PROBLEM TO WORK ON: Give back an exact copy of the lines from the start of the material through the line bearing "records for character". Include both ends and nothing else.

SOURCE MATERIAL:
──────────
//! Long-term memory, scoped to the active character.
//!
//! Every read and write goes through [`MemoryOrchestrator`], which
//! threads the character identity into each call as the namespace key.
//! Records written under one character are never returned to another.
//! Failures propagate as errors; the coordinator decides how each one
//! degrades (no context for a failed recall, a surfaced notice for a
//! failed store) so a missing service never fails a turn.

mod client;
mod types;

pub use client::MemoryClient;
pub use types::MemoryRecord;

use crate::character::Character;
use crate::config::MemoryConfig;
use crate::error::Result;
use crate::pipeline::messages::{ConversationTurn, Role};
use tracing::debug;

/// Orchestrates namespace-scoped recall and storage for the pipeline.
pub struct MemoryOrchestrator {
    client: MemoryClient,
    recall_limit: usize,
}

impl MemoryOrchestrator {
    /// Create an orchestrator over the configured remote store.
    ///
    /// # Errors
    ///
    /// Returns an error if the HTTP client cannot be constructed.
    pub fn new(config: &MemoryConfig) -> Result<Self> {
        Ok(Self {
            client: MemoryClient::new(config)?,
            recall_limit: config.recall_limit,
        })
    }

    /// Whether the memory service is reachable.
    pub async fn check_connection(&self) -> bool {
        self.client.check_connection().await
    }

    /// Retrieve records relevant to `text` from the character's
    /// namespace, most relevant first.
    ///
    /// # Errors
    ///
    /// Returns an error when the store is unreachable or rejects the
    /// query. The coordinator treats that as "no context", never as a
    /// failed turn.
    pub async fn recall(&self, text: &str, character: &Character) -> Result<Vec<MemoryRecord>> {
        let records = self
            .client
            .search(text, &character.id, self.recall_limit)
            .await?;
        debug!(
            "recalled {} records for character '{}'",
            records.len(),
            character.id
        );
        Ok(records)
    }

    /// Persist one conversation turn to the character's namespace.
    ///
    /// # Errors
    ///
    /// Returns an error when the store is unreachable or rejects the
    /// write. Callers surface the failure as a notice; it is never fatal
    /// to the turn.
    pub async fn store_turn(
        &self,
        turn: &ConversationTurn,
        character: &Character,
    ) -> Result<String> {
        let content = match turn.role {
            Role::User => format!("User said: {}", turn.text),
            Role::Assistant => format!("Assistant replied: {}", turn.text),
            Role::System => turn.text.clone(),
        };

        let mut tags = vec!["conversation".to_owned(), role_tag(turn.role).to_owned()];
        tags.extend(turn.tags.iter().cloned());

        self.client.store(&content, &character.id, &tags).await
    }

    /// Persist both sides of an exchange concurrently.
    ///
    /// The two stores are independent: neither waits for nor is gated on
    /// the other, and each outcome is returned separately.
    pub async fn store_exchange(
        &self,
        user: &ConversationTurn,
        assistant: &ConversationTurn,
        character: &Character,
    ) -> (Result<String>, Result<String>) {
        tokio::join!(
            self.store_turn(user, character),
            self.store_turn(assistant, character)
        )
    }
}

fn role_tag(role: Role) -> &'static str {
    match role {
        Role::User => "user",
        Role::Assistant => "assistant",
        Role::System => "system",
    }
}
──────────
EXPECTED ANSWER:
//! Long-term memory, scoped to the active character.
//!
//! Every read and write goes through [`MemoryOrchestrator`], which
//! threads the character identity into each call as the namespace key.
//! Records written under one character are never returned to another.
//! Failures propagate as errors; the coordinator decides how each one
//! degrades (no context for a failed recall, a surfaced notice for a
//! failed store) so a missing service never fails a turn.

mod client;
mod types;

pub use client::MemoryClient;
pub use types::MemoryRecord;

use crate::character::Character;
use crate::config::MemoryConfig;
use crate::error::Result;
use crate::pipeline::messages::{ConversationTurn, Role};
use tracing::debug;

/// Orchestrates namespace-scoped recall and storage for the pipeline.
pub struct MemoryOrchestrator {
    client: MemoryClient,
    recall_limit: usize,
}

impl MemoryOrchestrator {
    /// Create an orchestrator over the configured remote store.
    ///
    /// # Errors
    ///
    /// Returns an error if the HTTP client cannot be constructed.
    pub fn new(config: &MemoryConfig) -> Result<Self> {
        Ok(Self {
            client: MemoryClient::new(config)?,
            recall_limit: config.recall_limit,
        })
    }

    /// Whether the memory service is reachable.
    pub async fn check_connection(&self) -> bool {
        self.client.check_connection().await
    }

    /// Retrieve records relevant to `text` from the character's
    /// namespace, most relevant first.
    ///
    /// # Errors
    ///
    /// Returns an error when the store is unreachable or rejects the
    /// query. The coordinator treats that as "no context", never as a
    /// failed turn.
    pub async fn recall(&self, text: &str, character: &Character) -> Result<Vec<MemoryRecord>> {
        let records = self
            .client
            .search(text, &character.id, self.recall_limit)
            .await?;
        debug!(
            "recalled {} records for character '{}'",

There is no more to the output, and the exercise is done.